При всех превратностях своего политического развития, при всех его компромиссах, уступках и авантюрах, при всех технических, экономических и даже социальных переменах, которые несет нам история, наше общество все еще остается обществом буржуазным. Я не игнорирую того факта, что с 1789 года у власти во Франции один за другим сменялись разные типы буржуазии; и все же в глубине своей строй оставался неизменным - с определенным режимом собственности, порядком, идеологией. Однако в самоназвании этого режима наблюдается любопытное явление. Буржуазия без всяких осложнений именуется как факт экономический; существование капитализма открыто признается.
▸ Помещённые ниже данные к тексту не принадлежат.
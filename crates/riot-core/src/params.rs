// Rust guideline compliant 2026-02-06

//! Tunable parameters of the riot model.

use crate::{Error, Result};
use serde::{Deserialize, Serialize};

/// Behavioural parameters shared by every agent of a model.
#[derive(Debug, Clone, PartialEq, Serialize, Deserialize)]
pub struct ModelParams {
    /// Maximum number of agents a single cell can hold.
    #[serde(default = "default_max_agents_per_cell")]
    pub max_agents_per_cell: usize,

    /// Probability that an entering fan starts as a rioter.
    #[serde(default = "default_initial_riot_probability")]
    pub initial_riot_probability: f64,

    /// Number of home fans admitted during population setup.
    #[serde(default = "default_initial_entry_home")]
    pub initial_entry_home: usize,

    /// Number of away fans admitted during population setup.
    #[serde(default = "default_initial_entry_away")]
    pub initial_entry_away: usize,

    /// Injuries only happen in cells holding more agents than this.
    #[serde(default = "default_injury_min_agents")]
    pub injury_min_agents: usize,

    /// Injury probability when the whole neighbourhood is packed with rioters.
    #[serde(default = "default_max_injury_probability")]
    pub max_injury_probability: f64,
}

fn default_max_agents_per_cell() -> usize {
    5
}

fn default_initial_riot_probability() -> f64 {
    0.1
}

fn default_initial_entry_home() -> usize {
    1000
}

fn default_initial_entry_away() -> usize {
    500
}

fn default_injury_min_agents() -> usize {
    3
}

fn default_max_injury_probability() -> f64 {
    0.3
}

impl Default for ModelParams {
    fn default() -> Self {
        Self {
            max_agents_per_cell: default_max_agents_per_cell(),
            initial_riot_probability: default_initial_riot_probability(),
            initial_entry_home: default_initial_entry_home(),
            initial_entry_away: default_initial_entry_away(),
            injury_min_agents: default_injury_min_agents(),
            max_injury_probability: default_max_injury_probability(),
        }
    }
}

impl ModelParams {
    /// Probability that an entering fan starts as a bystander.
    pub fn initial_bystander_probability(&self) -> f64 {
        1.0 - self.initial_riot_probability
    }

    /// Validates parameter ranges.
    ///
    /// # Errors
    ///
    /// Returns `InvalidParams` if:
    /// - max_agents_per_cell is zero
    /// - a probability lies outside `[0, 1]`
    pub fn validate(&self) -> Result<()> {
        if self.max_agents_per_cell == 0 {
            return Err(Error::InvalidParams(
                "max_agents_per_cell must be greater than 0".to_string(),
            ));
        }

        for (name, value) in [
            ("initial_riot_probability", self.initial_riot_probability),
            ("max_injury_probability", self.max_injury_probability),
        ] {
            if !(0.0..=1.0).contains(&value) {
                return Err(Error::InvalidParams(format!(
                    "{} must be within 0-1, got {}",
                    name, value
                )));
            }
        }

        Ok(())
    }
}
// Rust guideline compliant 2026-02-06

//! Agent counts computed by walking the agent list.
//!
//! These are the slow counterparts of the census totals and are mainly used to
//! cross-check them.

use crate::agent::{AgentState, Team};
use crate::model::RiotModel;

/// Counts agents in a given state.
pub fn count_agents_in_state(model: &RiotModel, target_state: AgentState) -> usize {
    model
        .agents()
        .filter(|agent| agent.state == target_state)
        .count()
}

/// Counts agents of a given team.
pub fn count_agents_in_team(model: &RiotModel, target_team: Team) -> usize {
    model.agents().filter(|agent| agent.team == target_team).count()
}
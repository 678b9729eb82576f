// Rust guideline compliant 2026-02-06

//! Riot CLI library.
//!
//! This library exposes the CLI modules for use in tests and external code.

pub mod commands;
pub mod logging;
pub mod output;
pub mod progress;
pub mod terminal;

pub use output::{create_formatter, OutputFormatter};
pub use terminal::should_use_color;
Как политический факт буржуазия опознается уже плохо - в Палате депутатов нет "буржуазных" партий. И уж полностью она исчезает как факт идеологический: при переходе от реальности к представлению, от человека экономического к человеку психическому имя буржуазии начисто стирается. Она уступает фактам, но непримирима в вопросе о ценностях; она подвергает свой статус настоящему разыменованию, и ее можно охарактеризовать как социальный класс, не желающий быть названным. Понятия "буржуа", "мелкий буржуа", "капитализм", "пролетариат" как бы все время обескровливаются, истекают смыслом, до тех пор пока их и называть станет ни к чему.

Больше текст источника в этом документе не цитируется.